Ningún año me pierdo el Concierto de Año Nuevo de la Filarmónica de Viena, es precisamente uno de los mayores placeres que siento a lo largo de los 365 días que lo compone. Las imágenes que nos emite la televisión austriaca son siempre elegantes y atractivas. Dicen que los conciertos de música clásica son aburridos, pero las opiniones de mentes toscas no me interesan. Hay que tener sensibilidad para disfrutar de la buena música, como del buen cine y la buena literatura. Aquella que te enriquece la mente y te hace soñar con un mundo mejor.
Disfruto con los compases de la música de los Strauss, Liszt y demás maestros del noble arte que tanto nos deleita los sentidos.

Cada año disfruto con ese concierto y sus bellas piezas, un halago a los sentidos. Para disfrutarlos hay que tener sensibilidad y amor a la belleza sea ésta musical o cinematográfica. La bella arquitectura de esta ciudad ejemplar en muchos aspectos, sede de la elegancia y la inteligencia aunque en otra época fue cuna de un imperio poco grato. El famoso Imperio Astro-húngaro tan caro a nuestro llorado Luis García Berlanga. Unos emperadores con dos caras, por una parte excelentes mecenas y por la otra atroces tiranos.
A veces lo más bueno y lo más malo coexisten en una misma persona. Es la dualidad del bien y del mal. Pero en este caso nos quedamos con lo bueno y dejamos lo malo para otra ocasión, tiempo tendré de exponerlo cuando hable de películas que retraten la época aludida.

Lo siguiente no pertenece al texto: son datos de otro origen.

// SPDX-License-Identifier: MIT OR Apache-2.0
//! Shader code generation.
//!
//! Generation runs in two phases over a validated graph:
//! 1. [`generate_functions`] registers every function the graph calls,
//!    depth first, so nested sub-graph functions precede the functions
//!    that call them.
//! 2. [`generate_node_code`] writes each active node's statements into the
//!    body of the enclosing function.

use crate::asset::{AssetHandle, AssetResolver, SubGraphAsset};
use crate::connection::Connection;
use crate::node::{Node, NodeKind};
use crate::nodes::SubGraphOutputNode;
use crate::registry::FunctionSink;
use crate::settings::{CompilerSettings, Precision};
use crate::shader_graph::ShaderGraph;
use crate::slot::{SlotId, SlotValue, SlotValueType};
use crate::writer::{ChunkMode, ShaderWriter};
use indexmap::IndexMap;
use serde::{Deserialize, Serialize};

/// Function name used when a wrapper's sub-graph cannot be resolved
pub const ERROR_FUNCTION_NAME: &str = "ERROR";

/// Everything code generation for one graph needs
#[derive(Clone, Copy)]
pub struct GenerationContext<'a> {
    /// The graph whose code is being generated
    pub graph: &'a ShaderGraph,
    /// Resolver for referenced sub-graphs
    pub assets: &'a dyn AssetResolver,
    /// Compiler settings
    pub settings: &'a CompilerSettings,
}

impl<'a> GenerationContext<'a> {
    /// Create a context for `graph`
    pub fn new(graph: &'a ShaderGraph, assets: &'a dyn AssetResolver, settings: &'a CompilerSettings) -> Self {
        Self { graph, assets, settings }
    }

    /// Context for a nested graph, sharing resolver and settings
    pub fn for_graph<'b>(&self, graph: &'b ShaderGraph) -> GenerationContext<'b>
    where
        'a: 'b,
    {
        GenerationContext {
            graph,
            assets: self.assets,
            settings: self.settings,
        }
    }

    /// Precision of emitted types
    pub fn precision(&self) -> Precision {
        self.settings.precision
    }
}

/// Make `name` usable as a shader identifier
///
/// Characters outside `[A-Za-z0-9_]` become `_`, and a leading digit gets a
/// `_` prefix.
pub fn hlsl_safe_name(name: &str) -> String {
    let mut safe: String = name
        .chars()
        .map(|c| if c.is_ascii_alphanumeric() || c == '_' { c } else { '_' })
        .collect();
    if safe.is_empty() || safe.starts_with(|c: char| c.is_ascii_digit()) {
        safe.insert(0, '_');
    }
    safe
}

/// Name of the function generated for a sub-graph asset
///
/// The asset name keeps the output readable; the graph guid keeps distinct
/// assets apart. Every wrapper of the same asset gets the same name.
pub fn sub_graph_function_name(asset: Option<&SubGraphAsset>) -> String {
    match asset {
        Some(asset) => format!("{}_{}", hlsl_safe_name(&asset.name), asset.graph.guid.simple()),
        None => ERROR_FUNCTION_NAME.to_string(),
    }
}

/// Wrap a texture or cubemap expression in its texture + sampler argument form
pub fn texture_argument(value_type: SlotValueType, value: String) -> String {
    match value_type {
        SlotValueType::Texture2D => format!("TEXTURE2D_PARAM({value}, sampler{value})"),
        SlotValueType::Cubemap => format!("TEXTURECUBE_PARAM({value}, sampler{value})"),
        _ => value,
    }
}

/// The enabled node and connection feeding an input slot
fn source_of<'a>(ctx: &GenerationContext<'a>, node: &Node, slot: SlotId) -> Option<(&'a Node, &'a Connection)> {
    let connection = ctx.graph.graph().connection_to(node.id, slot)?;
    let source = ctx.graph.node(connection.from_node)?;
    source.enabled.then_some((source, connection))
}

/// Whether an input slot reads its own default value
pub fn uses_default(ctx: &GenerationContext<'_>, node: &Node, slot: SlotId) -> bool {
    source_of(ctx, node, slot).is_none()
}

/// Expression for the value an input slot reads
///
/// A connected slot reads the source's variable (or the property, for
/// property nodes), converted to the slot's type. An unconnected slot reads
/// its default literal; textures have no literal and read a uniform named
/// after the slot instead.
pub fn slot_value(ctx: &GenerationContext<'_>, node: &Node, slot_id: SlotId) -> String {
    let Some(slot) = node.slot(slot_id) else {
        tracing::warn!("Node '{}' has no slot {}", node.name, slot_id);
        return "0".to_string();
    };

    if let Some((source, connection)) = source_of(ctx, node, slot_id) {
        let expression = match &source.kind {
            NodeKind::Property(reader) => ctx.graph.property(reader.property).map(|p| p.reference_name.clone()),
            _ => Some(source.variable_name_for_slot(connection.from_slot)),
        };
        if let (Some(expression), Some(from)) = (expression, source.slot(connection.from_slot)) {
            return from
                .value_type
                .convert_expression(&expression, slot.value_type, ctx.precision());
        }
    }

    if slot.value_type.is_texture() {
        return node.variable_name_for_slot(slot_id);
    }
    slot.default_value
        .to_shader_literal(ctx.precision())
        .unwrap_or_else(|| "0".to_string())
}

/// Write the statements for one node
///
/// Nodes flagged with an error only declare their outputs, zero-initialised,
/// so downstream nodes still compile.
pub fn generate_node_code(ctx: &GenerationContext<'_>, node: &Node, writer: &mut ShaderWriter) {
    if node.has_error {
        writer.add_line(format!("// {} has errors", node.name));
        for slot in node.output_slots() {
            let zero = slot
                .value_type
                .zero()
                .to_shader_literal(ctx.precision())
                .unwrap_or_else(|| "0".to_string());
            writer.add_line(format!(
                "{} {} = {};",
                slot.value_type.shader_type(ctx.precision()),
                node.variable_name_for_slot(slot.id),
                zero
            ));
        }
        return;
    }

    match &node.kind {
        NodeKind::Function(function) => function.generate_code(node, ctx, writer),
        NodeKind::SubGraph(sub_graph) => sub_graph.generate_code(node, ctx, writer),
        NodeKind::SubGraphOutput(_) => SubGraphOutputNode::emit_assignments(node, ctx, writer),
        NodeKind::Property(_) => {}
    }
}

/// Register every function the active nodes of `ctx.graph` call
pub fn generate_functions<S: FunctionSink>(ctx: &GenerationContext<'_>, sink: &mut S) {
    generate_functions_within(ctx, sink, &mut Vec::new());
}

pub(crate) fn generate_functions_within<S: FunctionSink>(
    ctx: &GenerationContext<'_>,
    sink: &mut S,
    expanding: &mut Vec<AssetHandle>,
) {
    for node in ctx.graph.active_nodes() {
        if node.has_error {
            continue;
        }
        match &node.kind {
            NodeKind::Function(function) => function.generate_function(ctx.settings, sink),
            NodeKind::SubGraph(sub_graph) => sub_graph.generate_function(ctx, sink, expanding),
            NodeKind::Property(_) | NodeKind::SubGraphOutput(_) => {}
        }
    }
}

/// Write a function whose body is the code of every active node of `ctx.graph`
///
/// Parameters are the graph's properties (when `with_properties`), the
/// surface context, then one `out` parameter per declared output.
pub fn write_graph_function(ctx: &GenerationContext<'_>, name: &str, with_properties: bool, writer: &mut ShaderWriter) {
    let precision = ctx.precision();
    let mut parameters = Vec::new();
    if with_properties {
        parameters.extend(
            ctx.graph
                .properties()
                .iter()
                .filter_map(|p| p.argument_declaration(precision).ok()),
        );
    }
    parameters.push(format!("{} {}", ctx.settings.context_type, ctx.settings.context_argument));
    parameters.extend(
        ctx.graph
            .graph_outputs()
            .map(|port| format!("out {} {}", port.value_type.shader_type(precision), port.shader_output_name)),
    );

    writer.add_chunk(format!("void {name}({})", parameters.join(", ")), ChunkMode::Statement);
    writer.open_brace();
    for node in ctx.graph.active_nodes() {
        generate_node_code(ctx, node, writer);
    }
    writer.close_brace();
}

/// A uniform the generated code expects the material to bind
#[derive(Debug, Clone, PartialEq, Serialize, Deserialize)]
pub struct CollectedProperty {
    /// Uniform name
    pub reference_name: String,
    /// Value type
    pub value_type: SlotValueType,
    /// Default value, including any bound texture
    pub default_value: SlotValue,
}

impl CollectedProperty {
    /// Declaration of the uniform
    pub fn declaration(&self, precision: Precision) -> String {
        let name = &self.reference_name;
        match self.value_type {
            SlotValueType::Texture2D => format!("TEXTURE2D({name});\nSAMPLER(sampler{name});"),
            SlotValueType::Cubemap => format!("TEXTURECUBE({name});\nSAMPLER(sampler{name});"),
            other => format!("{} {name};", other.shader_type(precision)),
        }
    }
}

/// Uniforms collected from a graph and the sub-graphs it expands
#[derive(Debug, Clone, Default)]
pub struct PropertyCollector {
    properties: IndexMap<String, CollectedProperty>,
}

impl PropertyCollector {
    /// Create an empty collector
    pub fn new() -> Self {
        Self::default()
    }

    /// Add a uniform; the first one registered under a name wins
    pub fn add(&mut self, property: CollectedProperty) {
        self.properties
            .entry(property.reference_name.clone())
            .or_insert(property);
    }

    /// Get a uniform by name
    pub fn get(&self, reference_name: &str) -> Option<&CollectedProperty> {
        self.properties.get(reference_name)
    }

    /// Collected uniforms, in collection order
    pub fn iter(&self) -> impl Iterator<Item = &CollectedProperty> {
        self.properties.values()
    }

    /// Number of uniforms
    pub fn len(&self) -> usize {
        self.properties.len()
    }

    /// Whether nothing was collected
    pub fn is_empty(&self) -> bool {
        self.properties.is_empty()
    }

    /// Declarations of every uniform
    pub fn declarations(&self, precision: Precision) -> String {
        let mut source = String::new();
        for property in self.properties.values() {
            source.push_str(&property.declaration(precision));
            source.push('\n');
        }
        source
    }

    /// Consume the collector
    pub fn into_vec(self) -> Vec<CollectedProperty> {
        self.properties.into_values().collect()
    }
}

/// Collect the root graph's properties and the uniforms of unconnected texture inputs
pub fn collect_properties(ctx: &GenerationContext<'_>, collector: &mut PropertyCollector) {
    for property in ctx.graph.properties() {
        let (Ok(value_type), Ok(default_value)) = (property.slot_type(), property.value.to_slot_value()) else {
            continue;
        };
        collector.add(CollectedProperty {
            reference_name: property.reference_name.clone(),
            value_type,
            default_value,
        });
    }
    collect_slot_uniforms(ctx, collector, &mut Vec::new());
}

fn collect_slot_uniforms(ctx: &GenerationContext<'_>, collector: &mut PropertyCollector, expanding: &mut Vec<AssetHandle>) {
    for node in ctx.graph.active_nodes() {
        if node.has_error {
            continue;
        }
        for slot in node.input_slots() {
            if slot.value_type.is_texture() && !node.is_sub_graph_output() && uses_default(ctx, node, slot.id) {
                collector.add(CollectedProperty {
                    reference_name: node.variable_name_for_slot(slot.id),
                    value_type: slot.value_type,
                    default_value: slot.default_value.clone(),
                });
            }
        }

        let Some(asset) = node.as_sub_graph().and_then(|s| s.reference.resolve(ctx.assets)) else {
            continue;
        };
        if expanding.contains(&asset.handle) {
            continue;
        }
        expanding.push(asset.handle);
        collect_slot_uniforms(&ctx.for_graph(&asset.graph), collector, expanding);
        expanding.pop();
    }
}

Cada compás de los Strauss es un regalo a los sentidos, pero la música no es para leerla en un blog si no para oírla. Así que sobran palabras.



El programa oficial del Concierto de Año Nuevo es el siguiente:
  • Marcha de los jinetes, op. 428 (Johann Strauss, 1825-1899) - 02.30 minutos.
  • Vals de la muchachita del Danubio, op. 427 (Johann Strauss, 1825-1899) - 08.00 minutos.
  • La polca de las amazonas, op. 9 (Johann Strauss, 1825-1899) - 02.30 minutos.
  • Debut Quadrille, op. 2 (Johann Strauss, 1825-1899) - 05.30 minutos.
  • Los de Schönnbrunn, op. 200 (Joseph Lanner, 1801-1843) - 07.20 minutos.
  • ¡Hacia adelante!, op.432 (Johann Strauss, 1825-1899) - 03.00 minutos.
  • INTERMEDIO
  • Czardas de "Ritter Pasman" (Johann Strauss, 1825-1899) - 04.40 minutos.
  • Llantos de despedida, vals, op. 179 (Johann Strauss, 1825-1899) - 09.00 minutos.
  • Furioso-Galopp, op. 114 (Johann Strauss padre, 1804-1849) - 02.10 minutos.
  • Vals Mephisto nº 1 (Franz Liszt, 1811-1886) - 11.00 minutos.
  • Polca de Afar, op. 270 (Josef Strauss, 1827-1870) - 05.10 minutos.
  • Marcha española, op. 433 (Johann Strauss, 1825-1899) - 04.50 minutos.
  • Danza gitana de "La Perla de Iberia" (Joseph Hellmesberger, 1855-1907) - 03.30 minutos.
  • Cachucha, galopp, op. 97 (Johann Strauss padre, 1804-1849) - 02.10 minutos.
  • Amor y gozo son mi vida, op. 263 (Josef Strauss, 1827-1870) - 07.20 minutos.
  • Sin demora, polca rápida, op. 112 (Eduard Strauss, 1835-1916) - 02.00 minutos.
  • Vals del Danubio Azul, op. 314 (Johann Strauss, 1825-1899) - 11.20 minutos.
  • Marcha Radetzky, op. 228 (Johann Strauss padre, 1804-1849) - 03.20 minutos.
En el intermedio hemos visto el documental Crucero musical de la Filarmónica de Viena, relizado por Hannes Rosacher, con imágenes de actuaciones de la orquesta por San Petersburgo, Estocolmo, Tallín y Kaliningrado.